By Deborah Reinhardt

C Clear warm water enveloped us as we dug our toes into soft white sand. In the Cayman Islands–a premier scuba and snorkeling destination–my daughter and I were getting ready to swim with a few friends at Stingray City.

Capt. Kirk McCarthy from Caymanite Charters took us on a 30-minute boat ride to the sandbar. The opportunity to swim with and feed these gentle rays “was totally worth it,” according to my daughter, adding that “they felt like wet mushrooms.” Our first port-of-call with Carnival Cruise Lines provided a memory for us that would last forever.

The appeal of a Carnival cruise

I chuckle when someone says, “I’d be so bored on a cruise.” Today’s cruises are packed with activities–from onboard classes, games, movies and shows to terrific port tours. This nearly non-stop entertainment is what makes a cruise a great vacation for families with children, and Carnival delivers the goods for this important cruising market.

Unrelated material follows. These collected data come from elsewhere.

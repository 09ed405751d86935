//! Drawing surface abstraction
//!
//! The core never owns a framebuffer: it issues primitives through the
//! [`Canvas`] trait and names handle images by [`HandleIcon`], leaving
//! rasterization and asset lookup to the embedding application.

use glam::Vec2;

use crate::camera::{ViewOverlay, Viewport};
use crate::types::Rect;

/// RGBA color, components in 0..=1
pub type Color = [f32; 4];

pub const HANDLE_RED: Color = [0.937, 0.0, 0.0, 1.0];
pub const HANDLE_GREEN: Color = [0.0, 0.937, 0.0, 1.0];
pub const HANDLE_BLUE: Color = [0.059, 0.435, 1.0, 1.0];
pub const HANDLE_ORANGE: Color = [1.0, 0.78, 0.0, 1.0];
pub const FEEDBACK_FILL: Color = [0.5, 0.5, 0.5, 1.0];
pub const FEEDBACK_OUTLINE: Color = [0.25, 0.25, 0.25, 1.0];
pub const OVERLAY_MARKER: Color = [0.8, 0.8, 0.2, 1.0];

/// Handle images the manipulator blits; the application maps them to its
/// own assets
#[derive(Debug, Clone, Copy, PartialEq, Eq, Hash)]
pub enum HandleIcon {
    XMove,
    XScale,
    YMove,
    YScale,
    ZMove,
    ZScale,
    UMove,
    VMove,
    UvScale,
    PMove,
    QMove,
    NMove,
    Center,
}

/// Abstract drawing surface for one viewport
pub trait Canvas {
    fn draw_line(&mut self, from: Vec2, to: Vec2, color: Color);
    /// Outline of a closed polygon
    fn draw_polygon(&mut self, points: &[Vec2], color: Color);
    fn fill_polygon(&mut self, points: &[Vec2], color: Color);
    fn draw_rect(&mut self, rect: Rect, color: Color);
    /// Blit a handle image with its top-left corner at `pos`
    fn blit(&mut self, icon: HandleIcon, pos: Vec2);
}

/// Draw the markers another view's live camera drag published: the rotation
/// center, the camera position, and the dragged view's plane quad
pub fn draw_view_overlay(viewport: &Viewport, overlay: &ViewOverlay, canvas: &mut dyn Canvas) {
    let camera = viewport.camera();
    let marker = |canvas: &mut dyn Canvas, world| {
        if viewport.is_perspective() && camera.view_z(world) <= 0.0 {
            return;
        }
        let s = camera.world_to_screen(world);
        canvas.draw_rect(Rect::centered(s, 5.0), OVERLAY_MARKER);
    };
    marker(canvas, overlay.rotation_center);
    marker(canvas, overlay.camera_pos);

    let mut quad = Vec::with_capacity(4);
    for corner in overlay.frustum_corners {
        if viewport.is_perspective() && camera.view_z(corner) <= 0.0 {
            return;
        }
        quad.push(camera.world_to_screen(corner));
    }
    // Corner order is (0,0), (w,0), (0,h), (w,h); swap to trace the outline
    quad.swap(2, 3);
    canvas.draw_polygon(&quad, OVERLAY_MARKER);
}

#[cfg(test)]
mod tests {
    use super::*;
    use crate::camera::Projection;
    use crate::coords::CoordinateSystem;
    use glam::Vec3;

    #[test]
    fn test_overlay_draws_markers_and_plane_quad() {
        let mut view = crate::Viewport::new(Rect::new(0.0, 0.0, 800.0, 600.0)).unwrap();
        view.camera_mut().set_projection(Projection::Orthographic);
        let overlay = ViewOverlay {
            rotation_center: Vec3::new(0.0, 0.0, 5.0),
            camera_pos: Vec3::new(0.0, 0.0, -5.0),
            frustum_corners: [
                Vec3::new(-4.0, 3.0, 5.0),
                Vec3::new(4.0, 3.0, 5.0),
                Vec3::new(-4.0, -3.0, 5.0),
                Vec3::new(4.0, -3.0, 5.0),
            ],
        };
        let mut canvas = RecordingCanvas::default();
        draw_view_overlay(&view, &overlay, &mut canvas);
        assert_eq!(canvas.rects.len(), 2);
        assert_eq!(canvas.polygons.len(), 1);
        assert_eq!(canvas.polygons[0].len(), 4);
    }

    #[test]
    fn test_overlay_skips_markers_behind_perspective_camera() {
        let mut view = crate::Viewport::new(Rect::new(0.0, 0.0, 800.0, 600.0)).unwrap();
        view.camera_mut().set_coords(CoordinateSystem::new(
            Vec3::ZERO,
            Vec3::Z,
            Vec3::Y,
        ));
        let overlay = ViewOverlay {
            rotation_center: Vec3::new(0.0, 0.0, -5.0),
            camera_pos: Vec3::new(0.0, 0.0, 5.0),
            frustum_corners: [Vec3::new(0.0, 0.0, -5.0); 4],
        };
        let mut canvas = RecordingCanvas::default();
        draw_view_overlay(&view, &overlay, &mut canvas);
        // Only the in-front marker survives; the quad is dropped entirely
        assert_eq!(canvas.rects.len(), 1);
        assert!(canvas.polygons.is_empty());
    }
}

/// Canvas that records calls instead of drawing, for tests
#[cfg(test)]
#[derive(Default)]
pub(crate) struct RecordingCanvas {
    pub lines: Vec<(Vec2, Vec2, Color)>,
    pub polygons: Vec<Vec<Vec2>>,
    pub fills: Vec<Vec<Vec2>>,
    pub rects: Vec<Rect>,
    pub blits: Vec<(HandleIcon, Vec2)>,
}

#[cfg(test)]
impl Canvas for RecordingCanvas {
    fn draw_line(&mut self, from: Vec2, to: Vec2, color: Color) {
        self.lines.push((from, to, color));
    }

    fn draw_polygon(&mut self, points: &[Vec2], _color: Color) {
        self.polygons.push(points.to_vec());
    }

    fn fill_polygon(&mut self, points: &[Vec2], _color: Color) {
        self.fills.push(points.to_vec());
    }

    fn draw_rect(&mut self, rect: Rect, _color: Color) {
        self.rects.push(rect);
    }

    fn blit(&mut self, icon: HandleIcon, pos: Vec2) {
        self.blits.push((icon, pos));
    }
}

Cruise Line International Association (CLIA) estimates more than 1 million children under age 18 sailed on CLIA’s member lines last year. Multi-generational and family cruising–a popular travel segment for the cruise industry–will continue to grow, according to CLIA, the cruise industry’s marketing organization. Carnival expects that 500,000 children will vacation on their ships in 2005.

In addition, Carnival attracts passengers 55 and older, making grandparents traveling with their grandchildren a big market for the line. Roughly a million guests in that age bracket–about 30 percent of Carnival’s total number of passengers–are expected to sail with the cruise line this year.

Welcome to Camp Carnival

A fantastic youth program onboard Carnival ships, Camp Carnival, provides parents or grandparents with peace of mind, and gives children a chance to have their own fun. Traveling alone with my 8-year-old daughter, I found the cruise to be safe and almost hassle-free.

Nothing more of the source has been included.